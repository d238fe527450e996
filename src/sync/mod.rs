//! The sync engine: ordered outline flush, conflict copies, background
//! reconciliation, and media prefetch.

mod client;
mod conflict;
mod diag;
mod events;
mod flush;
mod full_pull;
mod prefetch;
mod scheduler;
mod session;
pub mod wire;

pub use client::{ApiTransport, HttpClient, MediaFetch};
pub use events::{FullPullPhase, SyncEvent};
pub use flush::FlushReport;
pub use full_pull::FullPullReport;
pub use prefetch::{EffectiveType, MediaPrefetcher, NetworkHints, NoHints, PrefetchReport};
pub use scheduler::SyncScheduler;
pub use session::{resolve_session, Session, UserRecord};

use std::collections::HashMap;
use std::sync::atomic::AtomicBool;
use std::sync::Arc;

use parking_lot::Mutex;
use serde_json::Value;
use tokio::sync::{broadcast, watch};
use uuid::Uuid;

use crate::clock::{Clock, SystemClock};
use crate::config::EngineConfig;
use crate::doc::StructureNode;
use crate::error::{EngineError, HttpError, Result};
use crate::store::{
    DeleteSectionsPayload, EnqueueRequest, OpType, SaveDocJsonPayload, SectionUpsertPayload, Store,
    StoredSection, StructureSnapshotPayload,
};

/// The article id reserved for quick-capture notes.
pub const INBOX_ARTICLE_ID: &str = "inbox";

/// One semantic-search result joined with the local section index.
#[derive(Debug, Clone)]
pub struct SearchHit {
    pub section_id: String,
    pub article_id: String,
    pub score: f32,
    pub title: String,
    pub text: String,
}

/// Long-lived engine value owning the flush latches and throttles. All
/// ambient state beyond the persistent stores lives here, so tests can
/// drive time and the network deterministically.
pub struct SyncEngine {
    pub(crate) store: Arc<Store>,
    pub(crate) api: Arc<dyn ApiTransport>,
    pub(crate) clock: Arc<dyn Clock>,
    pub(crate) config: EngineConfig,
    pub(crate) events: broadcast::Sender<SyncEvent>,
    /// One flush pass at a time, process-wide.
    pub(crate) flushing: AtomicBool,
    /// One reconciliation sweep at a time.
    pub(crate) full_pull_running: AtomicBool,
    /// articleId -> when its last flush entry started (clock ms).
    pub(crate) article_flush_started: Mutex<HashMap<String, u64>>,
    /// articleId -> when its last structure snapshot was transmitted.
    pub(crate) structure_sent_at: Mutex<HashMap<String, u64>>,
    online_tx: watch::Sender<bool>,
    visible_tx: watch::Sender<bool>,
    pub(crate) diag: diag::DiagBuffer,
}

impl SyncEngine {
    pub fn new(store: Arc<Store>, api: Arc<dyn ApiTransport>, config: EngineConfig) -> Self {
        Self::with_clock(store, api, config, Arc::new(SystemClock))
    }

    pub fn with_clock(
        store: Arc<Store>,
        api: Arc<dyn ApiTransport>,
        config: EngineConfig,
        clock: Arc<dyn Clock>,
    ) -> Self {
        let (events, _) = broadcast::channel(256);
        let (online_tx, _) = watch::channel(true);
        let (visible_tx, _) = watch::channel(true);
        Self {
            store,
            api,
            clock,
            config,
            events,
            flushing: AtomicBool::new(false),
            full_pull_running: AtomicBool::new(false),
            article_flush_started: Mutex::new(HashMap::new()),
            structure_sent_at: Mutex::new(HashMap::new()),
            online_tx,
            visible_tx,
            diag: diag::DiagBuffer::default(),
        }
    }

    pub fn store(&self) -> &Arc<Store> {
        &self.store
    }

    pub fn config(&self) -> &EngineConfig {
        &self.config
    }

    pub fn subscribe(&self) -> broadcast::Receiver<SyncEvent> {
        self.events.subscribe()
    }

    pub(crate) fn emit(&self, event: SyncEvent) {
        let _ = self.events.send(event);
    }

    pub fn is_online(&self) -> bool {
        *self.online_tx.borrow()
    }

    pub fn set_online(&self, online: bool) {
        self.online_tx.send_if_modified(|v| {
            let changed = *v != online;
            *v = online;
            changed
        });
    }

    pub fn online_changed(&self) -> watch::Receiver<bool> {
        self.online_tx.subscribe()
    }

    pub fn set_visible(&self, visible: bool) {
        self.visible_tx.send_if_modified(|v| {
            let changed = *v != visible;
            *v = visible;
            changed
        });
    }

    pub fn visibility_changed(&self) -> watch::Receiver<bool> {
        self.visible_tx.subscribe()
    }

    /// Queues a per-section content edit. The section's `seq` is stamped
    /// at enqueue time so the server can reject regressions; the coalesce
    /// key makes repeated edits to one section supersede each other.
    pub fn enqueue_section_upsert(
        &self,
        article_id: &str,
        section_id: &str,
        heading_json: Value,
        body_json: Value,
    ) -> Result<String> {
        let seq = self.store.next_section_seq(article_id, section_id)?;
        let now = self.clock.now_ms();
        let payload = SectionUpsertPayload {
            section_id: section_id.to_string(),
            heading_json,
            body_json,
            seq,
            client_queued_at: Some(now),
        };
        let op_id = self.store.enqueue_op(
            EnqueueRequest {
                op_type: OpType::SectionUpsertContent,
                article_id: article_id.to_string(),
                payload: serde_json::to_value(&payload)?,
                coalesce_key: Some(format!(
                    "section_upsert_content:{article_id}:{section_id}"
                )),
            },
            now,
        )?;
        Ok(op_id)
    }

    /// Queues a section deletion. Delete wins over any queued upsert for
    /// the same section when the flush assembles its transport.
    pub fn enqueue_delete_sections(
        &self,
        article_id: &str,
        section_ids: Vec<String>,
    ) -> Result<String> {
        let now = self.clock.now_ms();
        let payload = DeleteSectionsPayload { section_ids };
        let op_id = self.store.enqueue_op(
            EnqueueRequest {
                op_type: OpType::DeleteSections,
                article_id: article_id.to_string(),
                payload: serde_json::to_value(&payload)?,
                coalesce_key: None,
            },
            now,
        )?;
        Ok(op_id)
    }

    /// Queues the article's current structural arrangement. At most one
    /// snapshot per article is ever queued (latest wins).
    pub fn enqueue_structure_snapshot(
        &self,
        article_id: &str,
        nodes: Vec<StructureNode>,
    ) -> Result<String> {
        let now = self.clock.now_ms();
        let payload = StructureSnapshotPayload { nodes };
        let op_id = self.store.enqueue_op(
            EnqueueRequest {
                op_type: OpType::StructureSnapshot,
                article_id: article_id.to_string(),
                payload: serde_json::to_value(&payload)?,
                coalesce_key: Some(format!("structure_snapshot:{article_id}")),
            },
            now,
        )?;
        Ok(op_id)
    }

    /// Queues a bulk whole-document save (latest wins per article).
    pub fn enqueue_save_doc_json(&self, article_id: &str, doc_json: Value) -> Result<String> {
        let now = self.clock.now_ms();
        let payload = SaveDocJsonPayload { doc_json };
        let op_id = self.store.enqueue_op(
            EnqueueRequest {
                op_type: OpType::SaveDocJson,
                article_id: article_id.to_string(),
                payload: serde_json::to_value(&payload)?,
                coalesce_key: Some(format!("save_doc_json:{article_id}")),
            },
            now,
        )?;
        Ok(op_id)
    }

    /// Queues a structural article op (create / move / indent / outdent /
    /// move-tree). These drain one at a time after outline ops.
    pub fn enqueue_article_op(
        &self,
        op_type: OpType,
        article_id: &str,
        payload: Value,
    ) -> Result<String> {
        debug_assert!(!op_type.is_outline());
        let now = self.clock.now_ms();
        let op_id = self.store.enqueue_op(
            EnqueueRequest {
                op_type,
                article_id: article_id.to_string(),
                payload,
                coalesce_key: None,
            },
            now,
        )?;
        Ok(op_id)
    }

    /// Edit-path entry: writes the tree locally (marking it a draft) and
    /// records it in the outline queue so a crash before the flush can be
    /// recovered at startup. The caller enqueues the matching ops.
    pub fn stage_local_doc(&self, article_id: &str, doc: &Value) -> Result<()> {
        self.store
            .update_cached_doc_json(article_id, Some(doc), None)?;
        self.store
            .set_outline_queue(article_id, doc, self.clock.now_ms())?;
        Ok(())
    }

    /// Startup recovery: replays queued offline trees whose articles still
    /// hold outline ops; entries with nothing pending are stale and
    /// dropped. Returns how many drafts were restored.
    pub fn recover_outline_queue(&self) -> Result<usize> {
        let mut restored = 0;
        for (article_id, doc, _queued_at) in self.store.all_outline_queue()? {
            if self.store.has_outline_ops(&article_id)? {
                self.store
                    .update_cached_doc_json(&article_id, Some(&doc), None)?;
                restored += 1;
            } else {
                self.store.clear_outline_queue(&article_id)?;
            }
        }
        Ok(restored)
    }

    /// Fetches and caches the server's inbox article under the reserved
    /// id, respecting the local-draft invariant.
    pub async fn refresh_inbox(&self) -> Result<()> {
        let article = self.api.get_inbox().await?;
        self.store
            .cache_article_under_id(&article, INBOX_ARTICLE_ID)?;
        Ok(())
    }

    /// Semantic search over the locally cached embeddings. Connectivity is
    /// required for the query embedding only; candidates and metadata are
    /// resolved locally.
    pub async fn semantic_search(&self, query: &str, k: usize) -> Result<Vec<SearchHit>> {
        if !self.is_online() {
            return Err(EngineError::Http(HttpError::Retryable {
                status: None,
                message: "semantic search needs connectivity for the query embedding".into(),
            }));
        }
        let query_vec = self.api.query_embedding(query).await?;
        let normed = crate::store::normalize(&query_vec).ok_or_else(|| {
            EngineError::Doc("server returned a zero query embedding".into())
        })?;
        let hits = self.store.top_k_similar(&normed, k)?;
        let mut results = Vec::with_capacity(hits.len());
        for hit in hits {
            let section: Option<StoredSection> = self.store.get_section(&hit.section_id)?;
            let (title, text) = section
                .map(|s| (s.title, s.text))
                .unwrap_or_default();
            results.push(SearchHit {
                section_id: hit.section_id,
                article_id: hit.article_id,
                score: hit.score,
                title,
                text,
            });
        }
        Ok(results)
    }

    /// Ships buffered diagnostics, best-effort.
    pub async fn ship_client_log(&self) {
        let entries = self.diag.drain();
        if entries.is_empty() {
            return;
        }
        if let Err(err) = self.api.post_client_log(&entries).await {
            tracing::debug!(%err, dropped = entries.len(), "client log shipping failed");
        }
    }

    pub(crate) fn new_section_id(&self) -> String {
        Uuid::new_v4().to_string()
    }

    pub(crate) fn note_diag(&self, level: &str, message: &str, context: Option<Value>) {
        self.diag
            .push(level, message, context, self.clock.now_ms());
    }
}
▬▬▬▬▬▬▬▬▬▬
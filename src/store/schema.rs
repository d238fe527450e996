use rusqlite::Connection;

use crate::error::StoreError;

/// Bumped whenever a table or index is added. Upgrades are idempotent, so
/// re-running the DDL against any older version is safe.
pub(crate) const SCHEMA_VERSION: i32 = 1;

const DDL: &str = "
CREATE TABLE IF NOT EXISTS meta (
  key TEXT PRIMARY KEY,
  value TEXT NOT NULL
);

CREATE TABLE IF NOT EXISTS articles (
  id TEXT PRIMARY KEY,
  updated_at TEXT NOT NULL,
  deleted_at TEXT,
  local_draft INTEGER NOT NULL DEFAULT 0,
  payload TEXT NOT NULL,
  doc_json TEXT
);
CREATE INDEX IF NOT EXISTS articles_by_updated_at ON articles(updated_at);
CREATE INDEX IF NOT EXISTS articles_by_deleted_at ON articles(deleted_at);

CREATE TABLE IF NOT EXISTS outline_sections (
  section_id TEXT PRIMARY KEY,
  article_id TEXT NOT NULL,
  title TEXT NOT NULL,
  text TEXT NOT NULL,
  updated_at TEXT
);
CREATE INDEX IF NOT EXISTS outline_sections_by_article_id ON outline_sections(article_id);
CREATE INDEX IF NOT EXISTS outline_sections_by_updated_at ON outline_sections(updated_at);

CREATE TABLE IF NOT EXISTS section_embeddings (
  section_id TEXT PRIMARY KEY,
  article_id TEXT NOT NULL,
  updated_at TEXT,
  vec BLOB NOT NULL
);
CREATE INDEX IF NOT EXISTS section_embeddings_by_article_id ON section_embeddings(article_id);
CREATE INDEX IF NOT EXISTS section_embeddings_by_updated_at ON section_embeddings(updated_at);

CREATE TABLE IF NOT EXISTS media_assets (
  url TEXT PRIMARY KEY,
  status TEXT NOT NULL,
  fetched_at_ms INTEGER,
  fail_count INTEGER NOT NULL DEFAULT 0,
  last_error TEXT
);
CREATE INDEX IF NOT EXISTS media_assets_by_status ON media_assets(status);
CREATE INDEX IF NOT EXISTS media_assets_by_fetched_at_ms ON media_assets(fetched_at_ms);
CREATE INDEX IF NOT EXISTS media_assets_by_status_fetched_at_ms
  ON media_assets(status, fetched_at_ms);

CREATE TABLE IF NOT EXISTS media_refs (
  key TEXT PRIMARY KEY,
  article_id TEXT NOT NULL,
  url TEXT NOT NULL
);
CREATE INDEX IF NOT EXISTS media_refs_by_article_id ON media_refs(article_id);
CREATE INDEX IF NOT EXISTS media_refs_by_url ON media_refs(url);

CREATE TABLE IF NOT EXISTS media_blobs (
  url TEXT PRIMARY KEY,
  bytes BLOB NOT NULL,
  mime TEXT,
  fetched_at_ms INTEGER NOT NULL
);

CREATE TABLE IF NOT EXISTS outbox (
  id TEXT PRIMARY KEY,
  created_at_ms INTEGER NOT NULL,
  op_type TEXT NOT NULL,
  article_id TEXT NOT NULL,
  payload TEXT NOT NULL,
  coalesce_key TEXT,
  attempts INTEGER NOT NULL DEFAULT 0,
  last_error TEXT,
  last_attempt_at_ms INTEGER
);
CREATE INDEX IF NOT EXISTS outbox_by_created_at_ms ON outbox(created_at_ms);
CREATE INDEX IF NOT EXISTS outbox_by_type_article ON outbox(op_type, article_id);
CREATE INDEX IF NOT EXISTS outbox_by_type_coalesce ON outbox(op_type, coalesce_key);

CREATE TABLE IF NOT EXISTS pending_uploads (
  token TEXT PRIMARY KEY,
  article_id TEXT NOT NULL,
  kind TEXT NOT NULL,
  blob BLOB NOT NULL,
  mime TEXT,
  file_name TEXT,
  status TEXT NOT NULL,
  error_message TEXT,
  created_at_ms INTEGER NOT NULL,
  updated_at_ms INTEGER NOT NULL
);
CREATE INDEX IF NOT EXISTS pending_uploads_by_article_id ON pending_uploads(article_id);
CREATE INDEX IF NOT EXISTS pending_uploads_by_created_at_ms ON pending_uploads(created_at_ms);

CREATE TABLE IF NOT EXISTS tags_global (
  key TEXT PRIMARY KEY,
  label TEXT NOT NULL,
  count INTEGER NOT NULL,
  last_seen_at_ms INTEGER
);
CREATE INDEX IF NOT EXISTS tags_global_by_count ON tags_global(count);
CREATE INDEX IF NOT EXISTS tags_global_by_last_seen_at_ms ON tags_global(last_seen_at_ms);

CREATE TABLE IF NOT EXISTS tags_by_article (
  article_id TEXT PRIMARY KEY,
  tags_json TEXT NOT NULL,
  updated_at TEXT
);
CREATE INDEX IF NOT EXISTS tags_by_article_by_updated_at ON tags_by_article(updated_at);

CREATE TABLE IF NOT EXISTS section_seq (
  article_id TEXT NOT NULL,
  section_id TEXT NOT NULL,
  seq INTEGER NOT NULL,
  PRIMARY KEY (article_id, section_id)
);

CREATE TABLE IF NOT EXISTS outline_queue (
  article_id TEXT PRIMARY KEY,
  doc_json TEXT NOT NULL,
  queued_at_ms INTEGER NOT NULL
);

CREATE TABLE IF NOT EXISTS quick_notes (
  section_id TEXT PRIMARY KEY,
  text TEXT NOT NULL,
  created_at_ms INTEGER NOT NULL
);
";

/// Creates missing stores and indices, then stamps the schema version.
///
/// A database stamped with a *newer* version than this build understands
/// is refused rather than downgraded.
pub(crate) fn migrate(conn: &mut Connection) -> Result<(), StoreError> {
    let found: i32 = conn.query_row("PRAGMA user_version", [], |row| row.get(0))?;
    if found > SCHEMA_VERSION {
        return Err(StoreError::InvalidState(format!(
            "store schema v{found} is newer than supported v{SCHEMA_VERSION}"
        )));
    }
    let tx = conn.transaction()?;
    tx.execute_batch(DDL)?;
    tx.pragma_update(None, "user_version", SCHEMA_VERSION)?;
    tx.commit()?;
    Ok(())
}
▬▬▬▬▬▬▬▬▬▬
(Exercise prompt): Which of the lines above include the word "articles"? Copy each of them.

(Reply):
    /// Startup recovery: replays queued offline trees whose articles still
CREATE TABLE IF NOT EXISTS articles (
CREATE INDEX IF NOT EXISTS articles_by_updated_at ON articles(updated_at);
CREATE INDEX IF NOT EXISTS articles_by_deleted_at ON articles(deleted_at);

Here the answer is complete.